** Opening Task input block **
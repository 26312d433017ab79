//! # Greeter Service
//!
//! Protobuf messages and `tonic` bindings for the `helloworld.Greeter` service, plus
//! [`GreetingService`], the reference implementation served by the `greeter-server` binary
//! and used by the client test-suites.
//!
//! The bindings under `src/generated` are checked in so that building the workspace does not
//! require `protoc`. Regenerate them with:
//!
//! ```bash
//! cargo run -p greeter-service --features gen-proto --bin generate-greeter-service
//! ```

pub mod pb {
    include!("generated/helloworld.rs");
}

pub use pb::greeter_client::GreeterClient;
pub use pb::greeter_server::{Greeter, GreeterServer};
pub use pb::{HelloReply, HelloRequest};

use tonic::{Request, Response, Status};

/// Fully qualified name of the service, as it appears on the wire.
pub const SERVICE_NAME: &str = pb::greeter_server::SERVICE_NAME;

/// Builds the greeting returned for `name`.
pub fn greeting(name: &str) -> String {
    format!("Hello, {name}")
}

/// Replies to every `SayHello` with `"Hello, " + name`.
#[derive(Debug, Default, Clone, Copy)]
pub struct GreetingService;

#[tonic::async_trait]
impl Greeter for GreetingService {
    async fn say_hello(
        &self,
        request: Request<HelloRequest>,
    ) -> Result<Response<HelloReply>, Status> {
        let name = request.into_inner().name;
        tracing::debug!(name = %name, "received SayHello");

        Ok(Response::new(HelloReply {
            message: greeting(&name),
        }))
    }
}
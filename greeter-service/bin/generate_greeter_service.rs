use std::env;
use std::fs;
use std::path::PathBuf;

fn main() -> Result<(), Box<dyn std::error::Error>> {
    println!("Generating Greeter Service types...");

    let manifest_dir = PathBuf::from(env!("CARGO_MANIFEST_DIR"));
    let out_dir = manifest_dir.join("src/generated");

    let proto_file = manifest_dir.join("proto/helloworld.proto");
    let proto_folder = manifest_dir.join("proto");

    if !out_dir.exists() {
        fs::create_dir_all(&out_dir)?;
    }

    tonic_prost_build::configure()
        .build_server(true)
        .build_client(true)
        .out_dir(&out_dir)
        .compile_protos(&[proto_file], &[proto_folder])?;

    println!("Done! Generated files are in src/generated");

    Ok(())
}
** Closing Task input block **
■ Task brief: Everything in the records is to be copied exactly.

■ Exercise response:
repository 26312d433017ab79
//! # Greeter Service
//!
//! Protobuf messages and `tonic` bindings for the `helloworld.Greeter` service, plus
//! [`GreetingService`], the reference implementation served by the `greeter-server` binary
//! and used by the client test-suites.
//!
//! The bindings under `src/generated` are checked in so that building the workspace does not
//! require `protoc`. Regenerate them with:
//!
//! ```bash
//! cargo run -p greeter-service --features gen-proto --bin generate-greeter-service
//! ```

pub mod pb {
    include!("generated/helloworld.rs");
}

pub use pb::greeter_client::GreeterClient;
pub use pb::greeter_server::{Greeter, GreeterServer};
pub use pb::{HelloReply, HelloRequest};

use tonic::{Request, Response, Status};

/// Fully qualified name of the service, as it appears on the wire.
pub const SERVICE_NAME: &str = pb::greeter_server::SERVICE_NAME;

/// Builds the greeting returned for `name`.
pub fn greeting(name: &str) -> String {
    format!("Hello, {name}")
}

/// Replies to every `SayHello` with `"Hello, " + name`.
#[derive(Debug, Default, Clone, Copy)]
pub struct GreetingService;

#[tonic::async_trait]
impl Greeter for GreetingService {
    async fn say_hello(
        &self,
        request: Request<HelloRequest>,
    ) -> Result<Response<HelloReply>, Status> {
        let name = request.into_inner().name;
        tracing::debug!(name = %name, "received SayHello");

        Ok(Response::new(HelloReply {
            message: greeting(&name),
        }))
    }
}
filename greeter-service/bin/generate_greeter_service.rs
use std::env;
use std::fs;
use std::path::PathBuf;

fn main() -> Result<(), Box<dyn std::error::Error>> {
    println!("Generating Greeter Service types...");

    let manifest_dir = PathBuf::from(env!("CARGO_MANIFEST_DIR"));
    let out_dir = manifest_dir.join("src/generated");

    let proto_file = manifest_dir.join("proto/helloworld.proto");
    let proto_folder = manifest_dir.join("proto");

    if !out_dir.exists() {
        fs::create_dir_all(&out_dir)?;
    }

    tonic_prost_build::configure()
        .build_server(true)
        .build_client(true)
        .out_dir(&out_dir)
        .compile_protos(&[proto_file], &[proto_folder])?;

    println!("Done! Generated files are in src/generated");

    Ok(())
}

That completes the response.